Let $S: \map \DD \R \to \C$ be a mapping such that $\map S \psi = - \map T \Phi$.
Linearity of $S$
Let $\psi_1, \psi_2 \in \map \DD \R$.
Let $\Phi_1, \Phi_2 \in \map \DD \R$ be such that:
- $\ds \Phi_1' = \phi_1 := \psi_1 - \frac {\int_{-\infty}^\infty \map {\psi_1} x \rd x} {\int_{-\infty}^\infty \map {\phi_0} x \rd x} \phi_0$
- $\ds \Phi_2' = \phi_2 := \psi_2 - \frac {\int_{-\infty}^\infty \map {\psi_2} x \rd x} {\int_{-\infty}^\infty \map {\phi_0} x \rd x} \phi_0$
Then:
- $\ds \paren {\Phi_1 + \Phi_2}' = \psi_1 + \psi_2 - \frac {\int_{-\infty}^\infty \paren {\map {\psi_1} x + \map {\psi_2} x} \rd x} {\int_{-\infty}^\infty \map {\phi_0} x \rd x} \phi_0$
Thus:
| \(\ds \map S {\psi_1 + \psi_2}\) | \(=\) | \(\ds - \map T {\Phi_1 + \Phi_2}\) | ||||||||||||
| \(\ds \) | \(=\) | \(\ds - \map T {\Phi_1} - \map T {\Phi_2}\) | Definition of Distribution | |||||||||||
| \(\ds \) | \(=\) | \(\ds \map S {\psi_1} + \map S {\psi_2}\) |
Similarly:
| \(\ds \forall \alpha \in \C : \forall \psi \in \map \DD \R: \, \) | \(\ds \map S {\alpha \psi}\) | \(=\) | \(\ds - \map T {\alpha \Phi}\) | |||||||||||
| \(\ds \) | \(=\) | \(\ds - \alpha \map T \Phi\) | Definition of Distribution | |||||||||||
| \(\ds \) | \(=\) | \(\ds \alpha \map S \psi\) |
$\Box$
Continuity of $S$
Let $\sequence {\psi_n}_{n \mathop \in \N}$ be a sequence in $\map \DD \R$ such that $\psi_n \stackrel {\DD} {\longrightarrow} \mathbf 0$.
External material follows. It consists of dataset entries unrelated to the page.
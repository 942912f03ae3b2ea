// SPDX-FileCopyrightText: Copyright © 2020-2025 Serpent OS Developers
//
// SPDX-License-Identifier: MPL-2.0

//! `requiredBy` activation reference counting (§3): who is keeping an
//! app activated, as a concurrent multimap (`dashmap`). Circular
//! `requiredApps` during disk bootstrap (§4.8) are rejected separately,
//! by the `visiting` set `Store::bootstrap_one` walks as it loads
//! archives — `install` itself can never introduce a cycle, since every
//! declared `requiredApps` entry must already resolve to a registered
//! app before the new one is accepted.

use std::collections::HashSet;

use dashmap::DashMap;

use crate::model::AppId;

/// Synthetic requester standing in for an explicit, user-driven
/// activation not attributable to any other app (spec.md §3).
pub const CORE: AppId = AppId(0);

/// `requiredBy[appId]`: apps currently holding `appId` activated. An
/// app stays `ACTIVATED` while this set is non-empty.
#[derive(Default)]
pub struct RequiredBy {
    edges: DashMap<AppId, HashSet<AppId>>,
}

impl RequiredBy {
    pub fn new() -> Self {
        Self::default()
    }

    /// Record that `requester` is keeping `app` activated. Returns
    /// `true` if `app` transitioned from no requesters to one.
    pub fn add(&self, app: AppId, requester: AppId) -> bool {
        let mut set = self.edges.entry(app).or_default();
        let was_empty = set.is_empty();
        set.insert(requester);
        was_empty
    }

    /// Drop `requester`'s hold on `app`. Returns `true` if the set is
    /// now empty (app should be deactivated).
    pub fn remove(&self, app: AppId, requester: AppId) -> bool {
        match self.edges.get_mut(&app) {
            Some(mut set) => {
                set.remove(&requester);
                set.is_empty()
            }
            None => true,
        }
    }

    pub fn is_empty(&self, app: AppId) -> bool {
        self.edges.get(&app).map_or(true, |set| set.is_empty())
    }

    pub fn requesters(&self, app: AppId) -> Vec<AppId> {
        self.edges.get(&app).map(|set| set.iter().copied().collect()).unwrap_or_default()
    }

    /// Drop all bookkeeping for `app`, e.g. once it has been uninstalled.
    pub fn clear(&self, app: AppId) {
        self.edges.remove(&app);
    }
}
// SPDX-FileCopyrightText: Copyright © 2020-2025 Serpent OS Developers
//
// SPDX-License-Identifier: MPL-2.0

use tokio::sync::oneshot;

use crate::model::{Installable, InstallableKind};
use crate::registry::Registry;

/// Outcome an [`Installer`] reports back through its [`Completion`]
/// handle.
#[derive(Debug, Clone)]
pub enum Outcome {
    Success,
    Failed(String),
}

/// One-shot handle an installer uses to report completion to the
/// [`InstallCoordinator`], exactly once.
///
/// [`InstallCoordinator`]: crate::coordinator::InstallCoordinator
#[derive(Debug)]
pub struct Completion(oneshot::Sender<Outcome>);

impl Completion {
    pub(crate) fn new() -> (Self, oneshot::Receiver<Outcome>) {
        let (tx, rx) = oneshot::channel();
        (Self(tx), rx)
    }

    /// Report that this installer's portion of the batch applied.
    pub fn success(self) {
        let _ = self.0.send(Outcome::Success);
    }

    /// Report that this installer's portion of the batch failed.
    pub fn failed(self, error: impl Into<String>) {
        let _ = self.0.send(Outcome::Failed(error.into()));
    }
}

/// Everything an [`Installer`] needs to apply (or undo) a set of
/// installables for one intent key.
#[derive(Debug)]
pub struct Context {
    pub to_uninstall: Vec<Installable>,
    pub to_install: Vec<Installable>,
    pub callback: Completion,
}

/// A pluggable device-installation backend for one [`InstallableKind`].
///
/// `apply` is handed ownership of the [`Completion`] handle inside
/// `ctx` and MUST eventually call exactly one of
/// [`Completion::success`]/[`Completion::failed`] on it, whether that
/// happens synchronously or from a task the installer spawns.
pub trait Installer: Send + Sync {
    fn apply(&self, ctx: Context);
}

/// Maps [`InstallableKind`] to the [`Installer`] responsible for it.
#[derive(Default)]
pub struct InstallerRegistry {
    inner: Registry<InstallableKind, Box<dyn Installer>>,
}

impl InstallerRegistry {
    pub fn new() -> Self {
        Self::default()
    }

    pub fn register(&mut self, kind: InstallableKind, installer: Box<dyn Installer>) {
        self.inner.register(kind, installer);
    }

    pub fn unregister(&mut self, kind: &InstallableKind) {
        self.inner.unregister(kind);
    }

    pub fn lookup(&self, kind: &InstallableKind) -> Option<&dyn Installer> {
        self.inner.lookup(kind).map(|b| b.as_ref())
    }
}

#[cfg(test)]
mod test {
    use super::*;
    use crate::key::Key;
    use crate::model::AppId;

    struct Immediate;

    impl Installer for Immediate {
        fn apply(&self, ctx: Context) {
            ctx.callback.success();
        }
    }

    #[tokio::test]
    async fn installer_reports_through_completion() {
        let mut registry = InstallerRegistry::new();
        registry.register(InstallableKind::FlowRuleSet, Box::new(Immediate));

        let (completion, rx) = Completion::new();
        let installer = registry.lookup(&InstallableKind::FlowRuleSet).unwrap();
        installer.apply(Context {
            to_uninstall: vec![],
            to_install: vec![Installable {
                key: Key::named(AppId(1), "x"),
                kind: InstallableKind::FlowRuleSet,
                description: "test".into(),
            }],
            callback: completion,
        });

        assert!(matches!(rx.await.unwrap(), Outcome::Success));
    }
}
// SPDX-FileCopyrightText: Copyright © 2020-2025 Serpent OS Developers
//
// SPDX-License-Identifier: MPL-2.0

use thiserror::Error;

use crate::model::{Installable, IntentKind};
use crate::registry::Registry;
use crate::Intent;

/// Recursion bound on [`CompilerRegistry::compile`]: an intent that
/// still isn't installable after this many rounds of recompilation is
/// treated as a misconfigured compiler chain.
const MAX_COMPILE_DEPTH: usize = 10;

/// One unit of a [`Compiler`]'s output: either a device-ready
/// [`Installable`], or a further [`Intent`] that itself needs
/// compiling.
#[derive(Debug, Clone)]
pub enum CompileUnit {
    Installable(Installable),
    Intent(Intent),
}

/// Compiles an [`Intent`] of a given [`IntentKind`] into zero or more
/// [`CompileUnit`]s.
pub trait Compiler: Send + Sync {
    fn compile(&self, intent: &Intent, previous: &[Installable]) -> Result<Vec<CompileUnit>, CompilerError>;
}

/// Error surfaced by an individual [`Compiler`] implementation.
#[derive(Debug, Error)]
#[error("{0}")]
pub struct CompilerError(pub String);

/// Maps [`IntentKind`] to the [`Compiler`] that knows how to produce
/// installables for it, falling back through the subtype's declared
/// parent when no exact match is registered.
#[derive(Default)]
pub struct CompilerRegistry {
    inner: Registry<IntentKind, Box<dyn Compiler>>,
}

impl CompilerRegistry {
    pub fn new() -> Self {
        Self::default()
    }

    pub fn register(&mut self, kind: IntentKind, compiler: Box<dyn Compiler>) {
        self.inner.register(kind, compiler);
    }

    pub fn unregister(&mut self, kind: &IntentKind) {
        self.inner.unregister(kind);
    }

    /// Compile `intent` down to a fully installable set, recursively
    /// compiling any intermediate [`Intent`]s a compiler emits.
    pub fn compile(&self, intent: &Intent, previous: &[Installable]) -> Result<Vec<Installable>, Error> {
        let mut frontier = vec![intent.clone()];
        let mut installables = Vec::new();
        let mut depth = 0;

        while !frontier.is_empty() {
            if depth >= MAX_COMPILE_DEPTH {
                return Err(Error::CompilationDepth(intent.key.to_string()));
            }
            depth += 1;

            let mut next = Vec::new();
            for sub in &frontier {
                let compiler = self
                    .inner
                    .lookup(&sub.kind())
                    .ok_or_else(|| Error::NoCompiler(sub.kind()))?;

                for unit in compiler.compile(sub, previous).map_err(Error::Compilation)? {
                    match unit {
                        CompileUnit::Installable(installable) => installables.push(installable),
                        CompileUnit::Intent(nested) => next.push(nested),
                    }
                }
            }
            frontier = next;
        }

        Ok(installables)
    }
}

#[derive(Debug, Error)]
pub enum Error {
    #[error("no compiler registered for intent subtype {0:?}")]
    NoCompiler(IntentKind),

    #[error("compilation recursion bound exceeded for {0}")]
    CompilationDepth(String),

    #[error("compiler error: {0}")]
    Compilation(#[source] CompilerError),
}

#[cfg(test)]
mod test {
    use super::*;
    use crate::key::Key;
    use crate::model::{AppId, InstallableKind, Params};

    struct LinkCollectionCompiler;

    impl Compiler for LinkCollectionCompiler {
        fn compile(&self, intent: &Intent, _previous: &[Installable]) -> Result<Vec<CompileUnit>, CompilerError> {
            let Params::LinkCollection { links } = &intent.params else {
                return Err(CompilerError("expected link collection params".into()));
            };
            // Expand into one host-to-host intent per link.
            Ok(links
                .iter()
                .map(|(a, b)| {
                    CompileUnit::Intent(Intent::new(
                        intent.key.clone(),
                        intent.app_id,
                        intent.resource_group.clone(),
                        Params::HostToHost {
                            host_a: a.clone(),
                            host_b: b.clone(),
                        },
                    ))
                })
                .collect())
        }
    }

    struct HostToHostCompiler;

    impl Compiler for HostToHostCompiler {
        fn compile(&self, intent: &Intent, _previous: &[Installable]) -> Result<Vec<CompileUnit>, CompilerError> {
            let Params::HostToHost { host_a, host_b } = &intent.params else {
                return Err(CompilerError("expected host-to-host params".into()));
            };
            Ok(vec![CompileUnit::Installable(Installable {
                key: intent.key.clone(),
                kind: InstallableKind::FlowRuleSet,
                description: format!("{host_a} <-> {host_b}"),
            })])
        }
    }

    fn sample_intent() -> Intent {
        Intent::new(
            Key::named(AppId(1), "a"),
            AppId(1),
            None,
            Params::LinkCollection {
                links: vec![("h1".into(), "h2".into()), ("h3".into(), "h4".into())],
            },
        )
    }

    #[test]
    fn recurses_through_intermediate_intents() {
        let mut registry = CompilerRegistry::new();
        registry.register(IntentKind::LinkCollection, Box::new(LinkCollectionCompiler));
        registry.register(IntentKind::HostToHost, Box::new(HostToHostCompiler));

        let installables = registry.compile(&sample_intent(), &[]).unwrap();
        assert_eq!(installables.len(), 2);
    }

    #[test]
    fn missing_compiler_fails() {
        let registry = CompilerRegistry::new();
        let err = registry.compile(&sample_intent(), &[]).unwrap_err();
        assert!(matches!(err, Error::NoCompiler(IntentKind::LinkCollection)));
    }

    struct PointToPointCompiler;

    impl Compiler for PointToPointCompiler {
        fn compile(&self, intent: &Intent, _previous: &[Installable]) -> Result<Vec<CompileUnit>, CompilerError> {
            Ok(vec![CompileUnit::Installable(Installable {
                key: intent.key.clone(),
                kind: InstallableKind::Tunnel,
                description: "fallback path".into(),
            })])
        }
    }

    #[test]
    fn falls_back_to_parent_subtype() {
        let mut registry = CompilerRegistry::new();
        // No HostToHost compiler registered; lookup must fall back to
        // its declared parent, PointToPoint.
        registry.register(IntentKind::PointToPoint, Box::new(PointToPointCompiler));

        let intent = Intent::new(
            Key::named(AppId(1), "b"),
            AppId(1),
            None,
            Params::HostToHost {
                host_a: "h1".into(),
                host_b: "h2".into(),
            },
        );
        let installables = registry.compile(&intent, &[]).unwrap();
        assert_eq!(installables.len(), 1);
        assert_eq!(installables[0].kind, InstallableKind::Tunnel);
    }
}
// SPDX-FileCopyrightText: Copyright © 2020-2025 Serpent OS Developers
//
// SPDX-License-Identifier: MPL-2.0

//! Fans an installable batch out to installers keyed by subtype, then
//! joins their results (§4.6). No two installers are invoked
//! concurrently for the same key because the pipeline only ever has
//! one `dispatch` in flight per key at a time.

use std::collections::HashMap;
use std::time::Duration;

use crate::key::Key;
use crate::model::{Installable, InstallableKind};
use crate::registry::installer::{Completion, Context, InstallerRegistry, Outcome};

/// Result of fanning a batch out to installers and joining their
/// completions.
#[derive(Debug, Clone)]
pub enum DispatchOutcome {
    Success,
    /// At least one installer failed. `any_succeeded` distinguishes a
    /// total failure from a partial one, which the pipeline uses to
    /// decide between `Failed` and `CorruptPartial`.
    Failed { errors: Vec<String>, any_succeeded: bool },
    /// No installer reported within the configured timeout.
    Timeout,
}

/// Holds only the install timeout: the [`InstallerRegistry`] itself is
/// supplied per call, since installers can be registered and
/// unregistered at runtime through the manager facade.
pub struct InstallCoordinator {
    timeout: Duration,
}

impl InstallCoordinator {
    pub fn new(timeout: Duration) -> Self {
        Self { timeout }
    }

    /// Dispatch `to_uninstall`/`to_install` (grouped by installable
    /// subtype) to their installers and wait for every one of them to
    /// report exactly once, up to `installTimeout`.
    pub async fn dispatch(
        &self,
        installers: &InstallerRegistry,
        key: &Key,
        to_uninstall: Vec<Installable>,
        to_install: Vec<Installable>,
    ) -> DispatchOutcome {
        let mut by_kind: HashMap<InstallableKind, (Vec<Installable>, Vec<Installable>)> = HashMap::new();
        for installable in to_uninstall {
            by_kind.entry(installable.kind.clone()).or_default().0.push(installable);
        }
        for installable in to_install {
            by_kind.entry(installable.kind.clone()).or_default().1.push(installable);
        }

        if by_kind.is_empty() {
            return DispatchOutcome::Success;
        }

        let mut receivers = Vec::new();
        let mut dispatch_errors = Vec::new();

        for (kind, (uninstall, install)) in by_kind {
            match installers.lookup(&kind) {
                Some(installer) => {
                    let (callback, rx) = Completion::new();
                    log::trace!("dispatching {kind:?} installer for {key}");
                    installer.apply(Context {
                        to_uninstall: uninstall,
                        to_install: install,
                        callback,
                    });
                    receivers.push(rx);
                }
                None => dispatch_errors.push(format!("no installer registered for {kind:?}")),
            }
        }

        if !dispatch_errors.is_empty() {
            return DispatchOutcome::Failed {
                errors: dispatch_errors,
                any_succeeded: false,
            };
        }

        let join = futures::future::join_all(receivers);

        match tokio::time::timeout(self.timeout, join).await {
            Ok(results) => {
                let mut errors = Vec::new();
                let mut any_succeeded = false;

                for result in results {
                    match result {
                        Ok(Outcome::Success) => any_succeeded = true,
                        Ok(Outcome::Failed(error)) => errors.push(error),
                        Err(_) => errors.push("installer dropped its completion handle".into()),
                    }
                }

                if errors.is_empty() {
                    DispatchOutcome::Success
                } else {
                    DispatchOutcome::Failed { errors, any_succeeded }
                }
            }
            Err(_) => {
                log::warn!("install timeout waiting on installers for {key}");
                DispatchOutcome::Timeout
            }
        }
    }
}

#[cfg(test)]
mod test {
    use super::*;
    use crate::key::Key;
    use crate::model::AppId;
    use crate::registry::installer::Installer;

    struct Succeeds;
    impl Installer for Succeeds {
        fn apply(&self, ctx: Context) {
            ctx.callback.success();
        }
    }

    struct NeverReports;
    impl Installer for NeverReports {
        fn apply(&self, ctx: Context) {
            std::mem::forget(ctx.callback);
        }
    }

    struct Fails;
    impl Installer for Fails {
        fn apply(&self, ctx: Context) {
            ctx.callback.failed("device rejected flow");
        }
    }

    fn installable(kind: InstallableKind) -> Installable {
        Installable {
            key: Key::named(AppId(1), "k"),
            kind,
            description: "d".into(),
        }
    }

    #[tokio::test]
    async fn succeeds_when_every_installer_succeeds() {
        let mut registry = InstallerRegistry::new();
        registry.register(InstallableKind::FlowRuleSet, Box::new(Succeeds));
        registry.register(InstallableKind::Group, Box::new(Succeeds));
        let coordinator = InstallCoordinator::new(Duration::from_secs(1));

        let outcome = coordinator
            .dispatch(
                &registry,
                &Key::named(AppId(1), "k"),
                vec![],
                vec![installable(InstallableKind::FlowRuleSet), installable(InstallableKind::Group)],
            )
            .await;

        assert!(matches!(outcome, DispatchOutcome::Success));
    }

    #[tokio::test]
    async fn partial_failure_is_reported_with_any_succeeded() {
        let mut registry = InstallerRegistry::new();
        registry.register(InstallableKind::FlowRuleSet, Box::new(Succeeds));
        registry.register(InstallableKind::Group, Box::new(Fails));
        let coordinator = InstallCoordinator::new(Duration::from_secs(1));

        let outcome = coordinator
            .dispatch(
                &registry,
                &Key::named(AppId(1), "k"),
                vec![],
                vec![installable(InstallableKind::FlowRuleSet), installable(InstallableKind::Group)],
            )
            .await;

        match outcome {
            DispatchOutcome::Failed { any_succeeded, .. } => assert!(any_succeeded),
            other => panic!("expected partial failure, got {other:?}"),
        }
    }

    #[tokio::test]
    async fn installer_silence_past_timeout_is_reported_once() {
        let mut registry = InstallerRegistry::new();
        registry.register(InstallableKind::Tunnel, Box::new(NeverReports));
        let coordinator = InstallCoordinator::new(Duration::from_millis(20));

        let outcome = coordinator
            .dispatch(&registry, &Key::named(AppId(1), "k"), vec![], vec![installable(InstallableKind::Tunnel)])
            .await;

        assert!(matches!(outcome, DispatchOutcome::Timeout));
    }
}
By definition of a convergent sequence in the test function space, there exists $a \in \R_{> 0}$ such that:
- $\forall n \in \N : \forall x \notin \closedint {-a} a : \map {\psi_n} x = 0$
and $\sequence {\psi_n}_{n \mathop \in \N}$ converges uniformly to $\mathbf 0$.
Hence:
| \(\ds \size {\int_{-\infty}^\infty \map {\psi_n} x \rd x}\) | \(\le\) | \(\ds \size {\int_{-a}^a \map {\psi_n} x \rd x}\) | ||||||||||||
| \(\ds \) | \(\le\) | \(\ds 2 a \norm {\psi_n}_\infty\) | Definition of Supremum Norm on Space of Continuous on Closed Interval Real-Valued Functions | |||||||||||
| \(\ds \) | \(\stackrel {n \mathop \to \infty} {\longrightarrow}\) | \(\ds 0\) | Definition of Uniformly Convergent Real Sequence |
Let:
- $\ds \phi_n := \psi_n - \frac {\int_{-\infty}^\infty \map {\psi_n} x \rd x} {\int_{-\infty}^\infty \map {\phi_0} x \rd x} \phi_0$
$\phi_n$ is composed of $\psi_n$ and $\phi_0$, which have compact supports.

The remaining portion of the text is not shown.